As part of my research, I began contacting experts in similar fields. Upon connecting with an international expert in norovirus detection in oysters, I was invited to visit and train at IFREMER, a French research and national reference lab. I was thrilled to accept!

A few months later I was in Nantes, France, a beautiful and green city on the Loire River, approximately 30 miles inland from the western Atlantic coast. There I spent three weeks learning the ISO method for detection of norovirus in oysters along with another visiting researcher from Morocco. I also learned about other research projects at the lab, and its responsibilities as a national reference lab.

On my second day there, the public transportation workers went on strike, so I joined some of the lab scientists and walked to work through the morning mist on a forest trail.

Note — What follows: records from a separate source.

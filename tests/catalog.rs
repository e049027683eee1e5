use std::io::Write as _;

use cinegraph::catalog::{load_credits, load_ratings, Catalog, ImportError};
use cinegraph::engine::{CatalogSource, CollaborationEngine};
use cinegraph::model::CastMember;
use time::macros::datetime;

#[test]
fn catalog_source_surface_matches_store_contents() {
    let mut catalog = Catalog::new();
    catalog.credits.add(
        10,
        vec![CastMember::new(1, "Ada Vale"), CastMember::new(2, "Ben Ito")],
        Vec::new(),
    );
    catalog.credits.add(20, vec![CastMember::new(2, "Ben Ito")], Vec::new());
    let when = datetime!(2024-02-02 0:00 UTC);
    catalog.ratings.add(500, 10, 4.5, when);
    catalog.ratings.add(501, 20, 3.0, when);

    assert_eq!(catalog.films_rated_at_least(4.0), vec![10]);
    assert_eq!(catalog.films_for_cast(2), vec![10, 20]);
    assert_eq!(catalog.distinct_cast_ids(), vec![1, 2]);

    let roster = catalog.cast_roster(10);
    assert_eq!(roster.len(), 2);
    assert!(catalog.cast_roster(999).is_empty());
}

#[test]
fn ratings_csv_loads_into_the_store() {
    let mut file = tempfile::NamedTempFile::new().expect("temp file");
    writeln!(file, "userId,movieId,rating,timestamp").expect("header");
    writeln!(file, "1,100,4.5,1700000000").expect("row");
    writeln!(file, "2,100,3.5,1700000100").expect("row");
    writeln!(file, "1,200,5.0,1700000200").expect("row");
    writeln!(file, "1,100,1.0,1700000300").expect("duplicate row");
    file.flush().expect("flush");

    let mut catalog = Catalog::new();
    let summary = load_ratings(file.path(), &mut catalog).expect("import");

    assert_eq!(summary.ratings_imported, 3);
    assert_eq!(catalog.ratings.len(), 3);
    assert_eq!(catalog.ratings.film_average(100), Some(4.0));
    assert_eq!(catalog.ratings.film_average(200), Some(5.0));
}

#[test]
fn credits_csv_accumulates_interleaved_rosters() {
    let mut file = tempfile::NamedTempFile::new().expect("temp file");
    writeln!(file, "movieId,castId,castName,crewId,crewName,crewRole").expect("header");
    writeln!(file, "100,1,Ada Vale,50,Cleo Marr,Director").expect("row");
    writeln!(file, "200,2,Ben Ito,,,").expect("row");
    writeln!(file, "100,2,Ben Ito,,,").expect("row");
    writeln!(file, "200,3,Cy Dunn,,,").expect("row");
    file.flush().expect("flush");

    let mut catalog = Catalog::new();
    let summary = load_credits(file.path(), &mut catalog).expect("import");

    assert_eq!(summary.films_credited, 2);
    assert_eq!(summary.cast_credited, 4);
    assert_eq!(summary.crew_credited, 1);

    let roster = catalog.credits.cast_roster(100).expect("film 100");
    let ids: Vec<i64> = roster.iter().map(|member| member.id).collect();
    assert_eq!(ids, vec![1, 2]);
    assert_eq!(catalog.credits.crew_name(50), Some("Cleo Marr"));
    assert_eq!(catalog.credits.films_for_cast(2), vec![100, 200]);
}

#[test]
fn malformed_rows_abort_with_row_numbers() {
    let mut file = tempfile::NamedTempFile::new().expect("temp file");
    writeln!(file, "userId,movieId,rating,timestamp").expect("header");
    writeln!(file, "1,100,4.5,1700000000").expect("row");
    writeln!(file, "2,not-a-film,3.5,1700000100").expect("bad row");
    file.flush().expect("flush");

    let mut catalog = Catalog::new();
    let err = load_ratings(file.path(), &mut catalog).expect_err("must fail");
    match err {
        ImportError::Malformed { row, .. } => assert_eq!(row, 3),
        other => panic!("expected Malformed, got {other:?}"),
    }
}

#[test]
fn missing_columns_are_reported_by_name() {
    let mut file = tempfile::NamedTempFile::new().expect("temp file");
    writeln!(file, "userId,movieId,rating").expect("header");
    file.flush().expect("flush");

    let mut catalog = Catalog::new();
    let err = load_ratings(file.path(), &mut catalog).expect_err("must fail");
    assert!(matches!(err, ImportError::MissingColumn("timestamp")));
}

#[test]
fn imported_dataset_supports_end_to_end_queries() {
    let mut ratings = tempfile::NamedTempFile::new().expect("temp file");
    writeln!(ratings, "userId,movieId,rating,timestamp").expect("header");
    for (user, film, score) in [
        (1, 10, 4.5),
        (2, 10, 4.5),
        (1, 20, 4.0),
        (1, 30, 4.5),
        (1, 40, 2.0),
    ] {
        writeln!(ratings, "{user},{film},{score},1700000000").expect("row");
    }
    ratings.flush().expect("flush");

    let mut credits = tempfile::NamedTempFile::new().expect("temp file");
    writeln!(credits, "movieId,castId,castName").expect("header");
    for (film, cast, name) in [
        (10, 1, "Ada Vale"),
        (10, 2, "Ben Ito"),
        (20, 1, "Ada Vale"),
        (20, 2, "Ben Ito"),
        (30, 2, "Ben Ito"),
        (40, 1, "Ada Vale"),
    ] {
        writeln!(credits, "{film},{cast},{name}").expect("row");
    }
    credits.flush().expect("flush");

    let mut catalog = Catalog::new();
    load_ratings(ratings.path(), &mut catalog).expect("ratings");
    load_credits(credits.path(), &mut catalog).expect("credits");

    let engine = CollaborationEngine::new(&catalog);
    assert_eq!(engine.find_stars(), vec![1, 2]);
    assert_eq!(engine.find_superstars(), vec![1, 2]);
    assert_eq!(engine.distance(1, 2), vec![2]);
}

I happened to mention that it was my birthday that day, and soon one of the students had organized a group dinner to celebrate. I gained a strong sense of inclusiveness from the group and had a truly memorable experience. It was wonderful to be able to ask as many questions as I wanted about their work (sometimes with the aid of Google translate because my French was quite limited), which was enormously helpful for my own project.

From my time training in the IFREMER lab, I learned the nuances of dissecting out the digestive tissue of an oyster, as well as two different homogenization and ribonucleic acid (RNA) extraction techniques. It was an opportunity to work with people that routinely work with both oysters and norovirus. While I could have read and interpreted the protocols from Massachusetts, it was extremely helpful to observe the intricate steps and ask the experts questions to fully understand the protocol. I’m now back in Massachusetts and have implemented much of what I learned into my project.

Once I returned and shared my experience with friends and family, they had one question for me: Do I still eat oysters? I did eat oysters but then I started finding live pea crabs inside them. Pea crabs are a parasite in the oyster and I felt they represented a large physical manifestation of all the other potential parasites, bacteria or viruses that can reside in oysters. That was enough to make me avoid them, at least for a while. I might begin eating them again after I complete this project; I’m still young and have a relatively good immune system to protect me from whatever might be lurking in an oyster!